— А каким же диким ветром его ко мне занесло? — Сяовэнь снова хлопнула Ван Чанчи по голове.
— Дачжи, если ты мой родной сын, толкни три раза, — повторил Ван Чанчи.
— Ой-ой-ой… — Сяовэнь двумя руками обхватила живот и сморщилась в гримасе.
— Что такое? — спросил Ван Чанчи.
— Толкается слишком сильно, ужас как больно.
— Сколько раз он толкнул?
— Три.
— Сын, мой родной сын! — Ван Чанчи уткнулся лицом в живот Сяовэнь и залился слезами.
— К чему все эти сопли? — спросила Сяовэнь.
И тогда Ван Чанчи рассказал ей про экспертизу. От возмущения Сяовэнь всю начало колотить, даже матрас на кровати вздымался вместе с ней.
— Надо провести тест заново и вернуть мне чистое имя! — выпалила она.
— На это требуется очень много денег.
— Да сколько бы ни требовалось! Иначе что обо мне будут говорить люди?
— Я им не верю. Я знаю, что это заговор.
— Раз так, то тем более нужно найти факты и заткнуть им рты.
С этими словами Сяовэнь оттолкнула от себя Ван Чанчи, встала, подошла к деревянному ящику у стены и, открыв его, сказала:
— Я здесь еще припрятала две тысячи, как думаешь, этого хватит?
Отобрав у нее деньги, Ван Чанчи положил их обратно на самое дно и сказал:
— Никаких трат, они только на это и рассчитывают.
Сяовэнь никак не могла унять свою злость, ее грудь ходила ходуном.
— Я экономила на еде, на одежде, чтобы оставить хоть какие-то деньги, при этом клялась, что ни копейки из них не потрачу, но ради такого я готова пожертвовать всей этой суммой, пусть все уйдет на этот тест, завтра же увези меня в клинику, иначе…
Едва Сяовэнь произнесла «иначе», как тут же замерла, даже рот ее остался открытым.
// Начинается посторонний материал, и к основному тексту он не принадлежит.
//! General utility modules for use all over the code base
use std::net::IpAddr;
use std::str::FromStr;

use bytes::Bytes;

pub mod ext_serde;
pub mod file;
pub mod httpclient;

/// Returns the SHA256 hash for the given octets.
pub fn sha256(object: &[u8]) -> Bytes {
    Bytes::copy_from_slice(&openssl::sha::sha256(object))
}

/// Returns whether the authority part of a URI points at this machine.
///
/// Only literal names are recognised, no resolving is done.
fn is_local_authority(auth: &str) -> bool {
    let host = if let Some(stripped) = auth.strip_prefix('[') {
        // [::1]:8443
        stripped.split(']').next().unwrap_or_default()
    } else if auth.matches(':').count() == 1 {
        auth.split(':').next().unwrap_or_default()
    } else {
        auth
    };

    host.eq_ignore_ascii_case("localhost") || IpAddr::from_str(host).map(|ip| ip.is_loopback()).unwrap_or(false)
}

/// Returns whether the given URI is an HTTPS URI for this machine.
pub fn is_local_https_uri(uri: &str) -> bool {
    match uri.strip_prefix("https://") {
        Some(rest) => is_local_authority(rest.split('/').next().unwrap_or_default()),
        None => false,
    }
}

//------------ Tests ---------------------------------------------------------
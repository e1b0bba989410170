//! RSA key material for a single enrollment attempt.
use std::fmt;

use bytes::Bytes;
use openssl::pkey::{PKey, PKeyRef, Private};
use openssl::rsa::Rsa;
use openssl::x509::X509Ref;

use crate::commons::error::Error;
use crate::constants::MIN_RSA_KEY_BITS;

//------------ KeyPair -------------------------------------------------------

/// An openssl based RSA key pair.
///
/// The key lives in memory only. OpenSSL clears the private key's big
/// numbers when the last reference to it is dropped.
#[derive(Clone)]
pub struct KeyPair {
    pkey: PKey<Private>,
}

impl KeyPair {
    /// Generates a fresh 2048 bit RSA key pair.
    pub fn generate() -> Result<Self, Error> {
        Self::generate_with_size(MIN_RSA_KEY_BITS)
    }

    /// Generates a fresh RSA key pair with the given modulus size.
    ///
    /// Sizes below 2048 bits are refused.
    pub fn generate_with_size(bits: u32) -> Result<Self, Error> {
        if bits < MIN_RSA_KEY_BITS {
            return Err(Error::KeyGeneration(format!(
                "key size {} is too small, must be at least {}",
                bits, MIN_RSA_KEY_BITS
            )));
        }
        let rsa = Rsa::generate(bits).map_err(Error::key_generation)?;
        let pkey = PKey::from_rsa(rsa).map_err(Error::key_generation)?;
        Ok(KeyPair { pkey })
    }

    pub fn pkey(&self) -> &PKeyRef<Private> {
        &self.pkey
    }

    pub fn bits(&self) -> u32 {
        self.pkey.bits()
    }

    /// Returns the DER encoded SubjectPublicKeyInfo.
    pub fn public_key_der(&self) -> Result<Bytes, Error> {
        self.pkey.public_key_to_der().map(Bytes::from).map_err(Error::key_generation)
    }

    /// Returns the private key as a PKCS#8 PEM document.
    ///
    /// The library never writes this anywhere. It is there for callers who
    /// decide to keep the key next to the issued certificate.
    pub fn private_key_pem(&self) -> Result<Vec<u8>, Error> {
        self.pkey.private_key_to_pem_pkcs8().map_err(Error::key_generation)
    }

    /// Returns whether the certificate certifies our public key.
    pub fn matches(&self, cert: &X509Ref) -> bool {
        match cert.public_key() {
            Ok(key) => key.public_eq(self.pkey()),
            Err(_) => false,
        }
    }
}

impl fmt::Debug for KeyPair {
    fn fmt(&self, f: &mut fmt::Formatter) -> fmt::Result {
        write!(f, "KeyPair(RSA {} bits)", self.bits())
    }
}

//------------ Tests ---------------------------------------------------------
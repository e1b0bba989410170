//! Defines all errors an enrollment attempt can end in.

use std::fmt::Display;
use std::{fmt, io};

use crate::commons::crypto;
use crate::commons::util::httpclient;
use crate::scep::interpret::Rejection;
use crate::scep::types::MessageType;

//------------ Error ---------------------------------------------------------

/// Errors that abort an enrollment attempt.
///
/// None of these leave any state behind: a caller who wants to retry starts
/// a new attempt with a new key, transaction id and nonce.
#[derive(Debug)]
pub enum Error {
    // The key pair could not be generated.
    KeyGeneration(String),

    // The PKCS#10 request could not be encoded or signed.
    CsrConstruction(String),

    // The bootstrap certificate could not be built or signed.
    CertificateConstruction(String),

    // The outgoing PKI message could not be signed or encrypted.
    EnvelopeConstruction(String),

    // The CA could not be reached, or did not answer with 200 OK.
    Transport(httpclient::Error),

    // The CA did not deliver a usable CA certificate.
    CaCertificateUnavailable(String),

    // Bytes received from the CA could not be decoded.
    MalformedMessage(String),

    // The CA said SUCCESS but the response does not hold a certificate.
    Enrollment(String),

    // The CA said FAILURE.
    Rejected(Rejection),

    // Only in strict mode: the response was not a CertRep.
    UnexpectedMessageType(MessageType),

    Io(IoError),
}

impl fmt::Display for Error {
    fn fmt(&self, f: &mut fmt::Formatter) -> fmt::Result {
        match self {
            Error::KeyGeneration(e) => write!(f, "Cannot generate key pair: {}", e),
            Error::CsrConstruction(e) => write!(f, "Cannot build certificate signing request: {}", e),
            Error::CertificateConstruction(e) => write!(f, "Cannot build bootstrap certificate: {}", e),
            Error::EnvelopeConstruction(e) => write!(f, "Cannot build PKI message: {}", e),
            Error::Transport(e) => e.fmt(f),
            Error::CaCertificateUnavailable(e) => write!(f, "No usable CA certificate: {}", e),
            Error::MalformedMessage(e) => write!(f, "Malformed PKI message from CA: {}", e),
            Error::Enrollment(e) => write!(f, "Enrollment failed: {}", e),
            Error::Rejected(rejection) => write!(f, "Certificate issue failed: {}", rejection),
            Error::UnexpectedMessageType(t) => {
                write!(f, "Received unexpected message type {} from CA, expected CertRep", t)
            }
            Error::Io(e) => e.fmt(f),
        }
    }
}

impl std::error::Error for Error {}

impl Error {
    pub fn key_generation(e: impl Display) -> Self {
        Error::KeyGeneration(e.to_string())
    }

    pub fn csr(e: impl Display) -> Self {
        Error::CsrConstruction(e.to_string())
    }

    pub fn certificate(e: impl Display) -> Self {
        Error::CertificateConstruction(e.to_string())
    }

    pub fn envelope(e: impl Display) -> Self {
        Error::EnvelopeConstruction(e.to_string())
    }

    pub fn ca_certificate(e: impl Display) -> Self {
        Error::CaCertificateUnavailable(e.to_string())
    }

    pub fn malformed(e: impl Display) -> Self {
        Error::MalformedMessage(e.to_string())
    }

    pub fn enrollment(e: impl Display) -> Self {
        Error::Enrollment(e.to_string())
    }

    /// Returns the HTTP status code if the CA answered with an error status.
    pub fn http_status(&self) -> Option<u16> {
        match self {
            Error::Transport(e) => e.status().map(|status| status.as_u16()),
            _ => None,
        }
    }
}

impl From<httpclient::Error> for Error {
    fn from(e: httpclient::Error) -> Self {
        Error::Transport(e)
    }
}

impl From<IoError> for Error {
    fn from(e: IoError) -> Self {
        Error::Io(e)
    }
}

impl From<crypto::Error> for Error {
    fn from(e: crypto::Error) -> Self {
        // Without context about the step, a crypto problem on our side
        // is an envelope issue and a decode problem means bad input.
        match e {
            crypto::Error::DecodeError(msg) | crypto::Error::DecryptionError(msg) => Error::MalformedMessage(msg),
            other => Error::EnvelopeConstruction(other.to_string()),
        }
    }
}

//------------ IoError -------------------------------------------------------

/// An I/O error together with what we were trying to do.
#[derive(Debug)]
pub struct IoError {
    context: String,
    cause: io::Error,
}

impl IoError {
    pub fn new(context: impl Into<String>, cause: io::Error) -> Self {
        IoError {
            context: context.into(),
            cause,
        }
    }
}

impl fmt::Display for IoError {
    fn fmt(&self, f: &mut fmt::Formatter) -> fmt::Result {
        write!(f, "{}: {}", self.context, self.cause)
    }
}

impl std::error::Error for IoError {}

//------------ Tests ---------------------------------------------------------
use std::fmt;
use std::fmt::Display;

/// Low level errors from key handling, signing and the CMS codec.
///
/// These carry the message of the underlying library error. Callers map
/// them into the enrollment [`Error`](crate::commons::error::Error) taxonomy
/// depending on the step that failed.
#[derive(Clone, Debug, Eq, PartialEq)]
pub enum Error {
    KeyError(String),
    SigningError(String),
    EncryptionError(String),
    DecryptionError(String),
    EncodeError(String),
    DecodeError(String),
}

impl fmt::Display for Error {
    fn fmt(&self, f: &mut fmt::Formatter) -> fmt::Result {
        match self {
            Error::KeyError(e) => write!(f, "key error: {}", e),
            Error::SigningError(e) => write!(f, "signing error: {}", e),
            Error::EncryptionError(e) => write!(f, "encryption error: {}", e),
            Error::DecryptionError(e) => write!(f, "decryption error: {}", e),
            Error::EncodeError(e) => write!(f, "encoding error: {}", e),
            Error::DecodeError(e) => write!(f, "decoding error: {}", e),
        }
    }
}

impl Error {
    pub fn key_error(e: impl Display) -> Self {
        Error::KeyError(e.to_string())
    }

    pub fn signing(e: impl Display) -> Self {
        Error::SigningError(e.to_string())
    }

    pub fn encryption(e: impl Display) -> Self {
        Error::EncryptionError(e.to_string())
    }

    pub fn decryption(e: impl Display) -> Self {
        Error::DecryptionError(e.to_string())
    }

    pub fn encode(e: impl Display) -> Self {
        Error::EncodeError(e.to_string())
    }

    pub fn decode(e: impl Display) -> Self {
        Error::DecodeError(e.to_string())
    }
}

impl std::error::Error for Error {}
Ван Чанчи, сжав ее в своих объятиях, несколько раз повторил: «Сяовэнь, Сяовэнь…»
— Плохо дело, — произнесла она, — похоже, начались роды.
Ван Чанчи провел рукой по ее ногам: все брюки были мокрые, у нее отошли воды. Он поднял Сяовэнь на руки и направился к двери.
— Не надо, у нас нет денег, мы не сможем оплатить роддом.
— Я что-нибудь придумаю, — ответил Ван Чанчи.
— Положи меня на кровать, я сама рожу Дачжи.
— Я обещал, что отвезу тебя в клинику, что Дачжи появится на свет в родильной палате, что ты получишь точно такой же уход, как и городские роженицы.
— Нас самих рожали не в роддоме, и мы как-то выжили.
— У тебя преждевременные роды, если что-то пойдет не так, кто-нибудь из вас умрет.
— Все равно я никуда не поеду, отпусти меня. Лучше умру как собака, чтобы никто меня больше не оскорблял.
Ван Чанчи не отозвался на мольбы Сяовэнь, а повез ее прямиком в отделение акушерства и гинекологии. Пока он ее нес, она колотила его кулаками по спине, и каждый ее удар был для него словно нож в сердце. Он так крепко прижимал ее к себе, что одежда промокла у обоих. Врач сразу сказал, что их денег хватит лишь на два дня. Ван Чанчи стал умолять, чтобы Сяовэнь оставили в больнице, пообещав назавтра достать деньги.
К полуночи Сяовэнь родила. Хотя Ван Дачжи представлял из себя совсем крошечный комочек, все у него было на месте. Медсестра вынесла его из операционной и, проходя мимо Ван Чанчи, сказала: «Скорее, посмотри на своего сына». Ван Чанчи ринулся к ней, малюсенькие глазки малыша вдруг уставились прямо на него и тут же закрылись, словно еще не привыкли к свету или еще не набрались сил. Но этого мгновения было достаточно, чтобы Ван Чанчи понял, что это его сын. Как и он, малыш тоже хотел поскорее убедиться, кто перед ним стоит. Ван Дачжи определили в инкубатор, это означало дополнительные траты. Но Ван Чанчи подумал: «Что могут значить деньги, когда речь идет о спасении жизни? Только любящие люди могут так легко тратить деньги, и чем сильнее они любят, тем легче они эти деньги тратят». Ван Чанчи вдруг улыбнулся.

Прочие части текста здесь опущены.